My hunch is that you misunderstand uniformitarianism in the same way that it is often explained on Young Earth Creationist websites: an assumption that all natural processes always occur at the same rate. No. That is NOT the “uniformity” in uniformitarianism.

Historically, uniformitarianism has seen two important definitions, first in geology and secondly in modern times as a broader term for the physical sciences in general:

(1) In the early 1800’s when modern geology was still getting established, uniformitarianism was defined by William Whewell as an alternative view to the catastrophism view which was the prevailing consensus at the time. The Encyclopedia Britannica provides a good summary of the topic:

The expression uniformitarianism, however, has passed into history, because the argument between catastrophists and uniformitarians died. Geology as an applied science draws on the other sciences, but in the early 19th century, geologic discovery had outrun the physics and chemistry of the day. As geologic phenomena became understandable in terms of advancing physics, chemistry, and biology, the reality of the principle of uniformity as a major philosophical tenet of geology became established, and the controversy between catastrophists and uniformitarians largely ended.

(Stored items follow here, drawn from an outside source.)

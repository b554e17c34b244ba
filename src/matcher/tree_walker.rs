//! Generic match expression traversal
//!
//! `walk` drives a `TreeWalker` over a tree: `pre_visit` on a node, then each
//! child in stored order with `in_visit` between consecutive children, then
//! `post_visit`. Walkers receive shared references only.

use super::expression::MatchExpr;

/// Traversal hooks. All hooks default to no-ops.
pub trait TreeWalker<'a> {
    fn pre_visit(&mut self, _expr: &'a MatchExpr) {}

    /// Called after `count` children of `expr` have been walked, when more remain
    fn in_visit(&mut self, _count: usize, _expr: &'a MatchExpr) {}

    fn post_visit(&mut self, _expr: &'a MatchExpr) {}
}

/// Walks the tree rooted at `expr`
pub fn walk<'a, W>(expr: &'a MatchExpr, walker: &mut W)
where
    W: TreeWalker<'a> + ?Sized,
{
    walker.pre_visit(expr);

    let children = expr.children();
    for (i, child) in children.iter().enumerate() {
        walk(child, walker);
        if i + 1 < children.len() {
            walker.in_visit(i + 1, expr);
        }
    }

    walker.post_visit(expr);
}

#[cfg(test)]
mod tests {
    use super::*;

    /// Records hook calls as strings
    struct Recorder {
        calls: Vec<String>,
    }

    impl<'a> TreeWalker<'a> for Recorder {
        fn pre_visit(&mut self, expr: &'a MatchExpr) {
            self.calls.push(format!("pre:{}", label(expr)));
        }

        fn in_visit(&mut self, count: usize, expr: &'a MatchExpr) {
            self.calls.push(format!("in{}:{}", count, label(expr)));
        }

        fn post_visit(&mut self, expr: &'a MatchExpr) {
            self.calls.push(format!("post:{}", label(expr)));
        }
    }

    fn label(expr: &MatchExpr) -> String {
        match expr.path() {
            Some(path) => format!("{}({})", expr.kind(), path),
            None => expr.kind().to_string(),
        }
    }

    #[test]
    fn test_pre_order_with_in_visits() {
        let tree = MatchExpr::or(vec![
            MatchExpr::eq("a", 1),
            MatchExpr::and(vec![MatchExpr::eq("b", 2), MatchExpr::eq("c", 3)]),
        ]);

        let mut recorder = Recorder { calls: Vec::new() };
        walk(&tree, &mut recorder);

        assert_eq!(
            recorder.calls,
            vec![
                "pre:or",
                "pre:eq(a)",
                "post:eq(a)",
                "in1:or",
                "pre:and",
                "pre:eq(b)",
                "post:eq(b)",
                "in1:and",
                "pre:eq(c)",
                "post:eq(c)",
                "post:and",
                "post:or",
            ]
        );
    }

    #[test]
    fn test_leaf_only() {
        let tree = MatchExpr::exists("x");
        let mut recorder = Recorder { calls: Vec::new() };
        walk(&tree, &mut recorder);
        assert_eq!(recorder.calls, vec!["pre:exists(x)", "post:exists(x)"]);
    }
}
impl Literal {
    /// Rank of this literal's type in the cross-type total order
    pub fn canonical_type(&self) -> i32 {
        match self {
            Literal::MinKey => -1,
            Literal::Null => 5,
            Literal::Int(_) | Literal::Double(_) => 10,
            Literal::String(_) => 15,
            Literal::Object(_) => 20,
            Literal::Array(_) => 25,
            Literal::Bool(_) => 40,
            Literal::Regex { .. } => 50,
            Literal::MaxKey => 127,
        }
    }

    /// Total order over literals.
    ///
    /// NaN equals NaN and sorts below every other number.
    pub fn compare(&self, other: &Literal) -> Ordering {
        let by_type = self.canonical_type().cmp(&other.canonical_type());
        if by_type != Ordering::Equal {
            return by_type;
        }

        match (self, other) {
            (Literal::Int(a), Literal::Int(b)) => a.cmp(b),
            (Literal::Double(a), Literal::Double(b)) => compare_doubles(*a, *b),
            (Literal::Int(a), Literal::Double(b)) => compare_int_double(*a, *b),
            (Literal::Double(a), Literal::Int(b)) => compare_int_double(*b, *a).reverse(),
            (Literal::Bool(a), Literal::Bool(b)) => a.cmp(b),
            (Literal::String(a), Literal::String(b)) => a.cmp(b),
            (Literal::Array(a), Literal::Array(b)) => {
                for (x, y) in a.iter().zip(b.iter()) {
                    let ord = x.compare(y);
                    if ord != Ordering::Equal {
                        return ord;
                    }
                }
                a.len().cmp(&b.len())
            }
            (Literal::Object(a), Literal::Object(b)) => {
                for ((ka, va), (kb, vb)) in a.iter().zip(b.iter()) {
                    let ord = va
                        .canonical_type()
                        .cmp(&vb.canonical_type())
                        .then_with(|| ka.cmp(kb))
                        .then_with(|| va.compare(vb));
                    if ord != Ordering::Equal {
                        return ord;
                    }
                }
                a.len().cmp(&b.len())
            }
            (
                Literal::Regex { pattern: pa, flags: fa },
                Literal::Regex { pattern: pb, flags: fb },
            ) => pa.cmp(pb).then_with(|| fa.cmp(fb)),
            // MinKey, MaxKey, Null: one value per type
            _ => Ordering::Equal,
        }
    }

    /// Value equivalence used by node equivalence
    pub fn equivalent(&self, other: &Literal) -> bool {
        self.compare(other) == Ordering::Equal
    }

    pub fn is_min_key(&self) -> bool {
        matches!(self, Literal::MinKey)
    }

    pub fn is_max_key(&self) -> bool {
        matches!(self, Literal::MaxKey)
    }

    pub fn is_null(&self) -> bool {
        matches!(self, Literal::Null)
    }

    pub fn is_nan(&self) -> bool {
        matches!(self, Literal::Double(d) if d.is_nan())
    }

    pub fn is_array(&self) -> bool {
        matches!(self, Literal::Array(_))
    }

    pub fn is_regex(&self) -> bool {
        matches!(self, Literal::Regex { .. })
    }

    pub fn is_number(&self) -> bool {
        matches!(self, Literal::Int(_) | Literal::Double(_))
    }

    /// Integral value, if this is a number with no fractional part
    pub fn as_i64(&self) -> Option<i64> {
        match self {
            Literal::Int(i) => Some(*i),
            Literal::Double(d) if d.fract() == 0.0 && d.is_finite() => {
                if *d >= i64::MIN as f64 && *d < i64::MAX as f64 {
                    Some(*d as i64)
                } else {
                    None
                }
            }
            _ => None,
        }
    }

    pub fn as_str(&self) -> Option<&str> {
        match self {
            Literal::String(s) => Some(s),
            _ => None,
        }
    }

    /// Converts a JSON value, honouring the extended JSON wrappers
    /// `$minKey`, `$maxKey`, `$numberDouble`, `$numberLong`, `$numberInt`,
    /// `$regex`/`$options` and `$regularExpression`.
    pub fn from_json(value: &Value) -> ParseResult<Literal> {
        match value {
            Value::Null => Ok(Literal::Null),
            Value::Bool(b) => Ok(Literal::Bool(*b)),
            Value::Number(n) => Ok(Self::from_number(n)),
            Value::String(s) => Ok(Literal::String(s.clone())),
            Value::Array(items) => items
                .iter()
                .map(Literal::from_json)
                .collect::<ParseResult<Vec<_>>>()
                .map(Literal::Array),
            Value::Object(map) => {
                if let Some(literal) = Self::from_extended_json(map)? {
                    return Ok(literal);
                }
                map.iter()
                    .map(|(k, v)| Ok((k.clone(), Literal::from_json(v)?)))
                    .collect::<ParseResult<Vec<_>>>()
                    .map(Literal::Object)
            }
        }
    }

    fn from_number(n: &Number) -> Literal {
        match n.as_i64() {
            Some(i) => Literal::Int(i),
            None => Literal::Double(n.as_f64().unwrap_or(f64::NAN)),
        }
    }

    /// Returns `Ok(None)` when the object is an ordinary document
    fn from_extended_json(map: &Map<String, Value>) -> ParseResult<Option<Literal>> {
        if map.len() == 1 {
            let (key, payload) = match map.iter().next() {
                Some(entry) => entry,
                None => return Ok(None),
            };
            let literal = match key.as_str() {
                "$minKey" => Literal::MinKey,
                "$maxKey" => Literal::MaxKey,
                "$numberDouble" => {
                    let text = payload
                        .as_str()
                        .ok_or_else(|| ParseError::BadExtendedJson(key.clone()))?;
                    Literal::Double(parse_double(text).ok_or_else(|| {
                        ParseError::BadExtendedJson(key.clone())
                    })?)
                }
                "$numberLong" | "$numberInt" => {
                    let text = payload
                        .as_str()
                        .ok_or_else(|| ParseError::BadExtendedJson(key.clone()))?;
                    Literal::Int(
                        text.parse::<i64>()
                            .map_err(|_| ParseError::BadExtendedJson(key.clone()))?,
                    )
                }
                "$regularExpression" => {
                    let pattern = payload.get("pattern").and_then(Value::as_str);
                    let flags = payload.get("options").and_then(Value::as_str).unwrap_or("");
                    match pattern {
                        Some(pattern) => Literal::Regex {
                            pattern: pattern.to_string(),
                            flags: flags.to_string(),
                        },
                        None => return Err(ParseError::BadExtendedJson(key.clone())),
                    }
                }
                "$regex" => match payload.as_str() {
                    Some(pattern) => Literal::Regex {
                        pattern: pattern.to_string(),
                        flags: String::new(),
                    },
                    None => return Ok(None),
                },
                _ => return Ok(None),
            };
            return Ok(Some(literal));
        }

        if map.len() == 2 && map.contains_key("$regex") && map.contains_key("$options") {
            if let (Some(pattern), Some(flags)) = (
                map.get("$regex").and_then(Value::as_str),
                map.get("$options").and_then(Value::as_str),
            ) {
                return Ok(Some(Literal::Regex {
                    pattern: pattern.to_string(),
                    flags: flags.to_string(),
                }));
            }
        }

        Ok(None)
    }

    /// Renders this literal as (extended) JSON
    pub fn to_json(&self) -> Value {
        match self {
            Literal::MinKey => json!({ "$minKey": 1 }),
            Literal::MaxKey => json!({ "$maxKey": 1 }),
            Literal::Null => Value::Null,
            Literal::Bool(b) => Value::Bool(*b),
            Literal::Int(i) => Value::Number((*i).into()),
            Literal::Double(d) => match Number::from_f64(*d) {
                Some(n) => Value::Number(n),
                None => json!({ "$numberDouble": format_double(*d) }),
            },
            Literal::String(s) => Value::String(s.clone()),
            Literal::Array(items) => Value::Array(items.iter().map(Literal::to_json).collect()),
            Literal::Object(fields) => Value::Object(
                fields
                    .iter()
                    .map(|(k, v)| (k.clone(), v.to_json()))
                    .collect(),
            ),
            Literal::Regex { pattern, flags } => json!({ "$regex": pattern, "$options": flags }),
        }
    }
}
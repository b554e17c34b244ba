//! Slot bindings
//!
//! After a walk, each slot id stands for one operand of one node. A binding
//! names that operand and carries its current value, which is what an executor
//! would substitute when running a cached plan.

use serde::Serialize;
use thiserror::Error;

use crate::matcher::{InputParamId, Literal, MatchExpr, MatchKind, TypeSet};

#[derive(Debug, Clone, PartialEq, Eq, Error)]
pub enum BindingError {
    /// The table points at a node that carries no annotation for this id
    #[error("slot {param_id} points at a {kind} node that does not carry it")]
    UnboundSlot {
        param_id: InputParamId,
        kind: MatchKind,
    },
}

/// The operand a slot stands for
#[derive(Debug, Clone, PartialEq, Serialize)]
#[serde(tag = "operand", content = "value", rename_all = "snake_case")]
pub enum ParamValue {
    /// Comparison right-hand side
    Literal(Literal),
    /// Sorted, deduplicated `$in` members
    List(Vec<Literal>),
    BitPositions(Vec<u32>),
    BitMask(u64),
    Divisor(i64),
    Remainder(i64),
    RegexSource { pattern: String, flags: String },
    CompiledRegex { pattern: String, flags: String },
    TypeSet(TypeSet),
    Size(i64),
    /// `$where` source
    Code(String),
}

/// One resolved slot
#[derive(Debug, Clone, PartialEq, Serialize)]
pub struct ParamBinding {
    pub param_id: InputParamId,
    pub kind: MatchKind,
    pub path: Option<String>,
    pub value: ParamValue,
}

/// Resolves every slot in `slot_table`, whose first entry has id `starting_param_id`
pub fn resolve_bindings(
    slot_table: &[&MatchExpr],
    starting_param_id: InputParamId,
) -> Result<Vec<ParamBinding>, BindingError> {
    slot_table
        .iter()
        .enumerate()
        .map(|(index, expr)| resolve(starting_param_id + index, expr))
        .collect()
}

fn resolve(param_id: InputParamId, expr: &MatchExpr) -> Result<ParamBinding, BindingError> {
    let value = operand_for(param_id, expr).ok_or(BindingError::UnboundSlot {
        param_id,
        kind: expr.kind(),
    })?;

    Ok(ParamBinding {
        param_id,
        kind: expr.kind(),
        path: expr.path().map(str::to_string),
        value,
    })
}

fn operand_for(id: InputParamId, expr: &MatchExpr) -> Option<ParamValue> {
    let slot = Some(id);
    match expr {
        MatchExpr::Eq(c)
        | MatchExpr::Gt(c)
        | MatchExpr::Gte(c)
        | MatchExpr::Lt(c)
        | MatchExpr::Lte(c)
            if c.input_param_id() == slot =>
        {
            Some(ParamValue::Literal(c.rhs().clone()))
        }
        MatchExpr::BitsAllClear(b)
        | MatchExpr::BitsAllSet(b)
        | MatchExpr::BitsAnyClear(b)
        | MatchExpr::BitsAnySet(b) => {
            if b.bit_positions_param_id() == slot {
                Some(ParamValue::BitPositions(b.bit_positions().to_vec()))
            } else if b.bitmask_param_id() == slot {
                Some(ParamValue::BitMask(b.bit_mask()))
            } else {
                None
            }
        }
        MatchExpr::In(e) if e.input_param_id() == slot => {
            Some(ParamValue::List(e.equalities().to_vec()))
        }
        MatchExpr::Mod(e) => {
            if e.divisor_param_id() == slot {
                Some(ParamValue::Divisor(e.divisor()))
            } else if e.remainder_param_id() == slot {
                Some(ParamValue::Remainder(e.remainder()))
            } else {
                None
            }
        }
        MatchExpr::Regex(e) => {
            let pattern = e.pattern().to_string();
            let flags = e.flags().to_string();
            if e.source_regex_param_id() == slot {
                Some(ParamValue::RegexSource { pattern, flags })
            } else if e.compiled_regex_param_id() == slot {
                Some(ParamValue::CompiledRegex { pattern, flags })
            } else {
                None
            }
        }
        MatchExpr::Size(e) if e.input_param_id() == slot => Some(ParamValue::Size(e.size())),
        MatchExpr::Type(e) if e.input_param_id() == slot => {
            Some(ParamValue::TypeSet(e.type_set().clone()))
        }
        MatchExpr::Where(e) if e.input_param_id() == slot => {
            Some(ParamValue::Code(e.code().to_string()))
        }
        _ => None,
    }
}

#[cfg(test)]
mod tests {
    use super::*;

    #[test]
    fn test_resolves_comparison_and_mod() {
        let eq = MatchExpr::eq("a", 7);
        let modulo = MatchExpr::modulo("n", 3, 2).unwrap();
        if let Some(c) = eq.comparison() {
            c.set_input_param_id(Some(0));
        }
        if let MatchExpr::Mod(m) = &modulo {
            m.set_divisor_param_id(Some(1));
            m.set_remainder_param_id(Some(2));
        }

        let bindings = resolve_bindings(&[&eq, &modulo, &modulo], 0).unwrap();
        assert_eq!(bindings.len(), 3);
        assert_eq!(bindings[0].value, ParamValue::Literal(Literal::Int(7)));
        assert_eq!(bindings[0].path.as_deref(), Some("a"));
        assert_eq!(bindings[1].value, ParamValue::Divisor(3));
        assert_eq!(bindings[2].value, ParamValue::Remainder(2));
        assert_eq!(bindings[2].kind, MatchKind::Mod);
    }

    #[test]
    fn test_resolves_with_offset_base() {
        let bits = MatchExpr::bits_all_set("f", vec![0, 2]);
        if let Some(b) = bits.bit_test() {
            b.set_bit_positions_param_id(Some(10));
            b.set_bitmask_param_id(Some(11));
        }

        let bindings = resolve_bindings(&[&bits, &bits], 10).unwrap();
        assert_eq!(bindings[0].param_id, 10);
        assert_eq!(bindings[0].value, ParamValue::BitPositions(vec![0, 2]));
        assert_eq!(bindings[1].value, ParamValue::BitMask(0b101));
    }

    #[test]
    fn test_unannotated_node_is_unbound() {
        let eq = MatchExpr::eq("a", 1);
        let err = resolve_bindings(&[&eq], 0).unwrap_err();
        assert_eq!(
            err,
            BindingError::UnboundSlot {
                param_id: 0,
                kind: MatchKind::Eq
            }
        );
    }

    #[test]
    fn test_where_has_no_path() {
        let code = MatchExpr::where_code("return true");
        if let MatchExpr::Where(w) = &code {
            w.set_input_param_id(Some(0));
        }

        let bindings = resolve_bindings(&[&code], 0).unwrap();
        assert_eq!(bindings[0].path, None);
        assert_eq!(bindings[0].value, ParamValue::Code("return true".to_string()));
    }

    #[test]
    fn test_binding_serializes_tagged() {
        let size = MatchExpr::size("tags", 2);
        if let MatchExpr::Size(s) = &size {
            s.set_input_param_id(Some(0));
        }

        let bindings = resolve_bindings(&[&size], 0).unwrap();
        let json = serde_json::to_value(&bindings[0]).unwrap();
        assert_eq!(json["param_id"], 0);
        assert_eq!(json["path"], "tags");
        assert_eq!(json["value"]["operand"], "size");
        assert_eq!(json["value"]["value"], 2);
    }
}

(2) That archaic definition was replaced long ago by an assumption that undergirds the scientific method in general. Wikipedia has a handy summary that can be researched in the primary sources cited in its footnotes:

Uniformitarianism is the assumption that the same natural laws and processes that operate in the universe now have always operated in the universe in the past and apply everywhere in the universe.[1][2] It refers to invariance in the metaphysical principles underpinning science, such as the constancy of causal structure throughout space-time,[3] but has also been used to describe spatiotemporal invariance of physical laws.[4] Though an unprovable postulate that cannot be verified using the scientific method, uniformitarianism has been a key first principle of virtually all fields of science.[5]

Of course, this contrast between the two definitions explains why so many Young Earth Creationist arguments are self-contradictory. Thus, we see them denigrate uniformitarian methodologies in science and then they follow up that denunciation with contradictory webpages with titles like “101 Evidences for a Young Earth” where virtually every argument is uniformitarian reasoning!

Indeed, Jason Lisle regularly cites his book The Ultimate Proof of God where he says that we know that God exists because the universe is logical and consistent—but when that universe of logic and consistency produces overwhelming evidence for an old earth, Lisle contradicts himself and claims that we can’t trust radiometrics or even the speed of light and the fundamental constants of physics because “they could have been totally different in the past” or “On the other side of the universe, everything could be different.” Of course, this is claiming that the universe is NOT consistent and logical and therefore can’t be used as Lisle’s “ultimate proof of God.” Selective, cherry-picked science is so useful! Sometimes.

Otangelo, I challenge you to go through your “200 methodologies” and “101 evidences” for a young earth and tell me how many are based up uniformitarian methodologies. Every time you see the words “rates” and “consistent with”, you are looking at a uniformitarian argument!

Here’s an example of a Uniformitarian argument worn out from overuse:

#41: The amount of sediment on the sea floors at current rates of land erosion would accumulate in just 12 million years;"

It is reasoning that rates of erosion can be depended upon to be consistent. Of course, this goes EVEN BEYOND the definition of uniformitarianism and even applies uniformity to the RATES—which no good geologist would ever claim!

Yet, I wonder if Otangelo notices that #41 is not only consistent with a very old earth, it is _powerful evidence against a young earth of a few thousand years! That leads me to wonder: Otangelo, have you actually read all of these 101 arguments for a young earth?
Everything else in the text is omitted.